Life: a medical condition - zcrar70
http://news.bbc.co.uk/1/hi/health/7967851.stm

======
dkarl
I don't see any problem with classifying and labeling aspects of our behavior
and experience that we might not like. We claim to accept that nobody is
perfect, yet we cling desperately to the idea that only a small minority of
people should be described as "defective." We would very much like to believe
that our defects, though they are known to us, cannot be publicly identified
and named.

When I think about it that way, it seems utterly bizarre that people feel
threatened by labeling and classifying common personality traits as
pathological. Yet, the fear is reasonable for four reasons.

First, mental health practitioners have the power to stigmatize a condition
merely by naming it. The stigma is a relic of the past and will probably
change when people realize that utterly trivial conditions can be recognized
and named. Severity and degree of social undesirability are illogical
distinctions that psychological thinkers simply cannot maintain, any more than
physicists could have maintained an arbitrary distinction that "heavy" things
have something called "weight" which can be measured, but "light" things do
not have any weight at all.

Second, giving something a medical name creates the presumption (at least
among laymen) that it requires expert treatment. Doctors know better, but many
of them are not above exploiting this impression to manipulate a patient into
accepting treatment.

Third, the creation of a label creates much more than a psychological
diagnosis with a clinical definition. Laymen and experts alike fill in the
gaps with assumptions and best guesses to create a complete stereotype, a
story with a beginning, middle, and end. People will speculate about the
underlying logic, original causes, and inferable consequences, and they will
assign far more weight to these speculations than is justified by scientific
evidence. This is obviously bad, but I don't think it is any different from
how people have thought since time immemorial. These prejudices will just fall
into place next to existing prejudices about race, gender, astrological sign,
and hair color. If you think things can possibly get any worse in this regard,
you don't understand how people currently think ;-)

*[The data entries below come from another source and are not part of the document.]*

// SPDX-License-Identifier: MIT
// 18-Decimal Fixed-Point Arithmetic

use soroban_sdk::{Env, U256};
use crate::constants::WAD;
use crate::error::RammError;

/// Lift a u128 into the host's 256-bit integer
#[inline]
pub fn u256(env: &Env, x: u128) -> U256 {
    U256::from_u128(env, x)
}

/// Narrow a 256-bit intermediate back to u128
#[inline]
pub fn to_u128(x: &U256) -> Result<u128, RammError> {
    x.to_u128().ok_or(RammError::ArithmeticOverflow)
}

/// Safe multiply-divide using U256 to prevent overflow
/// Calculates: floor((a * b) / denominator)
pub fn mul_div(env: &Env, a: u128, b: u128, denominator: u128) -> Result<u128, RammError> {
    if denominator == 0 {
        return Err(RammError::ArithmeticOverflow);
    }

    let product = u256(env, a).mul(&u256(env, b));
    to_u128(&product.div(&u256(env, denominator)))
}

/// Same as `mul_div` but rounds the quotient up
pub fn mul_div_round_up(
    env: &Env,
    a: u128,
    b: u128,
    denominator: u128,
) -> Result<u128, RammError> {
    if denominator == 0 {
        return Err(RammError::ArithmeticOverflow);
    }

    let den = u256(env, denominator);
    let product = u256(env, a).mul(&u256(env, b));
    let quotient = to_u128(&product.div(&den))?;

    if product.rem_euclid(&den) != U256::from_u32(env, 0) {
        quotient.checked_add(1).ok_or(RammError::ArithmeticOverflow)
    } else {
        Ok(quotient)
    }
}

/// Price of one token in reserve units: WAD * numerator / denominator
#[inline]
pub fn wad_div(env: &Env, numerator: u128, denominator: u128) -> Result<u128, RammError> {
    mul_div(env, WAD, numerator, denominator)
}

Fourth, the diagnosis of a "mental disorder" gives government an opening to
intervene and an alibi for doing so. In the United States, freedom is a sacred
thing and the most popular reason for circumscribing government power. If the
government can claim it is intervening in a matter where a citizen _already
has no freedom_ then it has already dispensed with the most powerful objection
against government interference.

An aside: This is rather a puzzle for people like me who regard free will as a
religious belief (for me, free will _is_ my religion, my only possibly
antiscientific conviction) and who balk at introducing religion into politics.

------
asciilifeform
The powers-that-be have long ago declared that the non-medical use of any drug
is "abuse." Thus, coloring the problems of everyday life as medical conditions
is the only way people have been able to fight back against this restriction:

<http://www.etfrc.com/ChemicalImbalances.htm>

The idea of "perfect health" - especially in a society which forces us to live
in ways we are not evolutionarily adapted to (i.e. externally imposed sleep
schedules, processed foods, on-demand performance) - is entirely mythical.
There are drugs which make the modern condition more bearable, and millions of
people have decided that hacking the medical profession in this way is an
acceptable price to pay for the freedom to control one's body.